[Items from a data source]

* * *

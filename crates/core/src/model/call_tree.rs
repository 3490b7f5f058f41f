use rustc_hash::FxHashMap;
use serde::{Deserialize, Serialize};

use super::frame::FrameId;

/// Index of a node inside its [`CallTree`] arena.
#[derive(Debug, Clone, Copy, PartialEq, Eq, Hash, PartialOrd, Ord, Serialize, Deserialize)]
pub struct NodeId(pub u32);

impl NodeId {
    pub fn index(self) -> usize {
        self.0 as usize
    }
}

/// One occurrence of a frame within a specific call path.
#[derive(Debug, Clone, PartialEq)]
pub struct CallTreeNode {
    pub frame: FrameId,
    /// `None` for roots.
    pub parent: Option<NodeId>,
    /// Children in call order.
    pub children: Vec<NodeId>,
    pub self_weight: f64,
    /// `self_weight` plus the totals of all children.
    pub total_weight: f64,
    /// Number of occurrences merged into this node. Always 1 in a
    /// chronological tree.
    pub count: u32,
}

/// Arena-allocated call forest.
///
/// A node is always allocated after its parent, so every parent index is
/// smaller than its children's. Totals are recomputed with one reverse pass
/// relying on that ordering.
#[derive(Debug, Clone, Default, PartialEq)]
pub struct CallTree {
    nodes: Vec<CallTreeNode>,
    roots: Vec<NodeId>,
}

impl CallTree {
    pub fn new() -> Self {
        Self::default()
    }

    /// Allocate a new node for `frame` under `parent` (or as a new root).
    pub fn push_node(&mut self, frame: FrameId, parent: Option<NodeId>) -> NodeId {
        let id = NodeId(self.nodes.len() as u32);
        self.nodes.push(CallTreeNode {
            frame,
            parent,
            children: Vec::new(),
            self_weight: 0.0,
            total_weight: 0.0,
            count: 1,
        });
        match parent {
            Some(p) => self.nodes[p.index()].children.push(id),
            None => self.roots.push(id),
        }
        id
    }

    pub fn add_self_weight(&mut self, node: NodeId, weight: f64) {
        if let Some(n) = self.nodes.get_mut(node.index()) {
            n.self_weight += weight;
        }
    }

    /// Re-derive every `total_weight` from the self weights.
    pub fn recompute_totals(&mut self) {
        for node in &mut self.nodes {
            node.total_weight = node.self_weight;
        }
        for i in (0..self.nodes.len()).rev() {
            if let Some(parent) = self.nodes[i].parent {
                let total = self.nodes[i].total_weight;
                self.nodes[parent.index()].total_weight += total;
            }
        }
    }

    pub fn node(&self, id: NodeId) -> &CallTreeNode {
        &self.nodes[id.index()]
    }

    pub fn get(&self, id: NodeId) -> Option<&CallTreeNode> {
        self.nodes.get(id.index())
    }

    pub fn nodes(&self) -> impl Iterator<Item = (NodeId, &CallTreeNode)> {
        self.nodes
            .iter()
            .enumerate()
            .map(|(i, n)| (NodeId(i as u32), n))
    }

    pub fn roots(&self) -> &[NodeId] {
        &self.roots
    }

    pub fn len(&self) -> usize {
        self.nodes.len()
    }

    pub fn is_empty(&self) -> bool {
        self.nodes.is_empty()
    }

    /// Iterate from `node` up to its root, `node` included.
    pub fn ancestors(&self, node: NodeId) -> Ancestors<'_> {
        Ancestors {
            tree: self,
            next: Some(node),
        }
    }

    /// Root-first path ending in `node`.
    pub fn path_to(&self, node: NodeId) -> Vec<NodeId> {
        let mut path: Vec<NodeId> = self.ancestors(node).collect();
        path.reverse();
        path
    }

    /// Depth of `node`, roots being depth 0.
    pub fn depth(&self, node: NodeId) -> usize {
        self.ancestors(node).count() - 1
    }

    /// Number of layers needed to draw the tree.
    pub fn max_depth(&self) -> usize {
        let mut depths = vec![0usize; self.nodes.len()];
        let mut max = 0;
        for (i, node) in self.nodes.iter().enumerate() {
            let depth = node.parent.map_or(1, |p| depths[p.index()] + 1);
            depths[i] = depth;
            max = max.max(depth);
        }
        max
    }

    /// Sum of `total_weight` over the roots.
    pub fn roots_total(&self) -> f64 {
        self.roots
            .iter()
            .map(|r| self.nodes[r.index()].total_weight)
            .sum()
    }

    /// Merge every group of same-frame siblings into one node, recursively.
    ///
    /// Returns the merged tree and, for each node of `self`, the merged node
    /// it was folded into. Sibling order is the order of first occurrence.
    pub fn grouped(&self) -> (CallTree, Vec<NodeId>) {
        let mut out = CallTree::new();
        let mut mapping = Vec::with_capacity(self.nodes.len());
        let mut by_parent: FxHashMap<(Option<NodeId>, FrameId), NodeId> = FxHashMap::default();

        for node in &self.nodes {
            let parent = node.parent.map(|p| mapping[p.index()]);
            let merged = match by_parent.get(&(parent, node.frame)) {
                Some(&id) => {
                    out.nodes[id.index()].count += 1;
                    id
                }
                None => {
                    let id = out.push_node(node.frame, parent);
                    by_parent.insert((parent, node.frame), id);
                    id
                }
            };
            out.nodes[merged.index()].self_weight += node.self_weight;
            mapping.push(merged);
        }
        out.recompute_totals();
        (out, mapping)
    }
}

pub struct Ancestors<'a> {
    tree: &'a CallTree,
    next: Option<NodeId>,
}

impl Iterator for Ancestors<'_> {
    type Item = NodeId;

    fn next(&mut self) -> Option<NodeId> {
        let current = self.next?;
        self.next = self.tree.get(current).and_then(|n| n.parent);
        Some(current)
    }
}

/// One entry of the chronological timeline: the stack top that was
/// sampled, or `None` for idle time.
#[derive(Debug, Clone, Copy, PartialEq)]
pub struct Sample {
    pub node: Option<NodeId>,
    pub weight: f64,
}

/// Receives the open and close events of a call traversal.
pub trait CallVisitor {
    fn open(&mut self, node: NodeId, value: f64);
    fn close(&mut self, node: NodeId, value: f64);
}

/// Records traversal events as `(opened, node, value)`.
#[cfg(test)]
#[derive(Debug, Default)]
pub(crate) struct CallLog {
    pub events: Vec<(bool, NodeId, f64)>,
}

#[cfg(test)]
impl CallVisitor for CallLog {
    fn open(&mut self, node: NodeId, value: f64) {
        self.events.push((true, node, value));
    }

    fn close(&mut self, node: NodeId, value: f64) {
        self.events.push((false, node, value));
    }
}

#[cfg(test)]
mod tests {
    use super::*;

    fn f(i: u32) -> FrameId {
        FrameId(i)
    }

    #[test]
    fn totals_include_descendants() {
        let mut tree = CallTree::new();
        let root = tree.push_node(f(0), None);
        let a = tree.push_node(f(1), Some(root));
        let b = tree.push_node(f(2), Some(a));
        tree.add_self_weight(root, 1.0);
        tree.add_self_weight(a, 2.0);
        tree.add_self_weight(b, 4.0);
        tree.recompute_totals();

        assert_eq!(tree.node(root).total_weight, 7.0);
        assert_eq!(tree.node(a).total_weight, 6.0);
        assert_eq!(tree.node(b).total_weight, 4.0);
        assert_eq!(tree.roots_total(), 7.0);
        assert_eq!(tree.depth(b), 2);
        assert_eq!(tree.max_depth(), 3);
        assert_eq!(tree.path_to(b), vec![root, a, b]);
    }

    #[test]
    fn grouping_merges_same_frame_siblings() {
        let mut tree = CallTree::new();
        let main = tree.push_node(f(0), None);
        let a1 = tree.push_node(f(1), Some(main));
        let b = tree.push_node(f(2), Some(main));
        let a2 = tree.push_node(f(1), Some(main));
        let c = tree.push_node(f(3), Some(a2));
        tree.add_self_weight(a1, 3.0);
        tree.add_self_weight(b, 5.0);
        tree.add_self_weight(a2, 1.0);
        tree.add_self_weight(c, 2.0);
        tree.recompute_totals();

        let (grouped, mapping) = tree.grouped();
        assert_eq!(grouped.len(), 4);
        assert_eq!(mapping[a1.index()], mapping[a2.index()]);
        assert_eq!(mapping[c.index()].index(), 3);

        let merged_a = grouped.node(mapping[a1.index()]);
        assert_eq!(merged_a.count, 2);
        assert_eq!(merged_a.self_weight, 4.0);
        assert_eq!(merged_a.total_weight, 6.0);
        assert_eq!(grouped.roots_total(), tree.roots_total());
    }

    #[test]
    fn empty_tree_has_no_depth() {
        let tree = CallTree::new();
        assert_eq!(tree.max_depth(), 0);
        assert_eq!(tree.roots_total(), 0.0);
    }
}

* * *

◆ EXERCISE:
What lines in the data above carry "Copy"? Return them all.

◆ ANSWER BELOW:
#[derive(Debug, Clone, Copy, PartialEq, Eq, Hash, PartialOrd, Ord, Serialize, Deserialize)]
#[derive(Debug, Clone, Copy, PartialEq)]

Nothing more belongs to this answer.